How to complete this task:
Please return every line in the entries below with the word "UnknownFieldType" in it.
START Material for this exercise
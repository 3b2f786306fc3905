//! Error types for form building operations.

use thiserror::Error;

use crate::field::{FieldId, FieldType};

/// Errors that can occur while editing, persisting or restoring a form.
///
/// Errors fall into these groups:
///
/// | Group | Variants | Handling |
/// |-------|----------|----------|
/// | Stored data | [`Deserialize`](FormError::Deserialize), [`DuplicateId`](FormError::DuplicateId), [`IdOutOfRange`](FormError::IdOutOfRange) | Keep the current fields, tell the user |
/// | Id space | [`IdsExhausted`](FormError::IdsExhausted) | No more fields can be added |
/// | Store I/O | [`Store`](FormError::Store), [`Serialize`](FormError::Serialize) | Report, nothing was changed |
/// | Caller defects | everything else | Fix the caller; the UI never produces these |
///
/// Per-field validation problems are not errors of this type; they live in
/// [`ValidationErrors`](crate::ValidationErrors).
///
/// # Note on Clone and PartialEq
///
/// This error type implements `Clone` and `PartialEq` to support
/// testing and comparison. As a result, wrapped serde and store errors are
/// kept as their `String` messages.
#[derive(Error, Debug, Clone, PartialEq, Eq)]
pub enum FormError {
    /// No field with this id exists in the list.
    #[error("field not found: {0}")]
    FieldNotFound(FieldId),

    /// An option index past the end of the field's option list.
    #[error("option index {index} out of range for field {field} ({len} options)")]
    OptionOutOfRange {
        field: FieldId,
        index: usize,
        len: usize,
    },

    /// The operation is not available for this field type.
    #[error("{operation} is not supported by {field_type} fields")]
    UnsupportedOperation {
        operation: &'static str,
        field_type: FieldType,
    },

    /// The new input does not match the payload shape of the field type.
    #[error("input for field {field} does not match its type ({field_type})")]
    InputMismatch { field: FieldId, field_type: FieldType },

    /// A type tag outside the catalog.
    #[error("unknown field type: {0}")]
    UnknownFieldType(String),

    /// Stored configuration text could not be parsed.
    #[error("malformed configuration: {0}")]
    Deserialize(String),

    /// Stored configuration contains the same id twice.
    #[error("duplicate field id in configuration: {0}")]
    DuplicateId(FieldId),

    /// Stored configuration holds an id above [`FieldId::MAX`].
    #[error("field id {0} in configuration exceeds the largest supported id")]
    IdOutOfRange(u64),

    /// Every id up to [`FieldId::MAX`] has been handed out.
    #[error("no field ids left to allocate")]
    IdsExhausted,

    /// The field list could not be serialized.
    #[error("serialization error: {0}")]
    Serialize(String),

    /// The configuration store rejected a read or write.
    #[error("store error: {0}")]
    Store(String),
}

impl FormError {
    /// Creates a store error with the given message.
    pub fn store(message: impl Into<String>) -> Self {
        Self::Store(message.into())
    }

    /// Returns true if the error came from unreadable stored data.
    ///
    /// The current field list is untouched in that case, so callers can
    /// notify the user and carry on.
    pub fn is_recoverable(&self) -> bool {
        matches!(
            self,
            Self::Deserialize(_) | Self::DuplicateId(_) | Self::IdOutOfRange(_)
        )
    }

    /// Returns true if the error indicates a caller defect rather than bad
    /// user input or stored data.
    pub fn is_programming_error(&self) -> bool {
        matches!(
            self,
            Self::FieldNotFound(_)
                | Self::OptionOutOfRange { .. }
                | Self::UnsupportedOperation { .. }
                | Self::InputMismatch { .. }
                | Self::UnknownFieldType(_)
        )
    }
}

impl From<serde_json::Error> for FormError {
    fn from(err: serde_json::Error) -> Self {
        if err.is_io() {
            Self::Serialize(err.to_string())
        } else {
            Self::Deserialize(err.to_string())
        }
    }
}

/// A specialized [`Result`] type for form operations.
pub type Result<T> = std::result::Result<T, FormError>;

#[cfg(test)]
mod tests {
    use super::*;

    #[test]
    fn test_option_out_of_range_display() {
        let err = FormError::OptionOutOfRange {
            field: FieldId::new(7),
            index: 3,
            len: 2,
        };
        assert_eq!(
            err.to_string(),
            "option index 3 out of range for field 7 (2 options)"
        );
    }

    #[test]
    fn test_unsupported_display_uses_tag() {
        let err = FormError::UnsupportedOperation {
            operation: "add option",
            field_type: FieldType::Radio,
        };
        assert_eq!(err.to_string(), "add option is not supported by radio fields");
    }

    #[test]
    fn test_serde_syntax_error_maps_to_deserialize() {
        let err: FormError = serde_json::from_str::<Vec<u8>>("[1,")
            .unwrap_err()
            .into();
        assert!(matches!(err, FormError::Deserialize(_)));
        assert!(err.is_recoverable());
    }
}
END Material for this exercise
Response to the exercise:
    UnknownFieldType(String),
                | Self::UnknownFieldType(_)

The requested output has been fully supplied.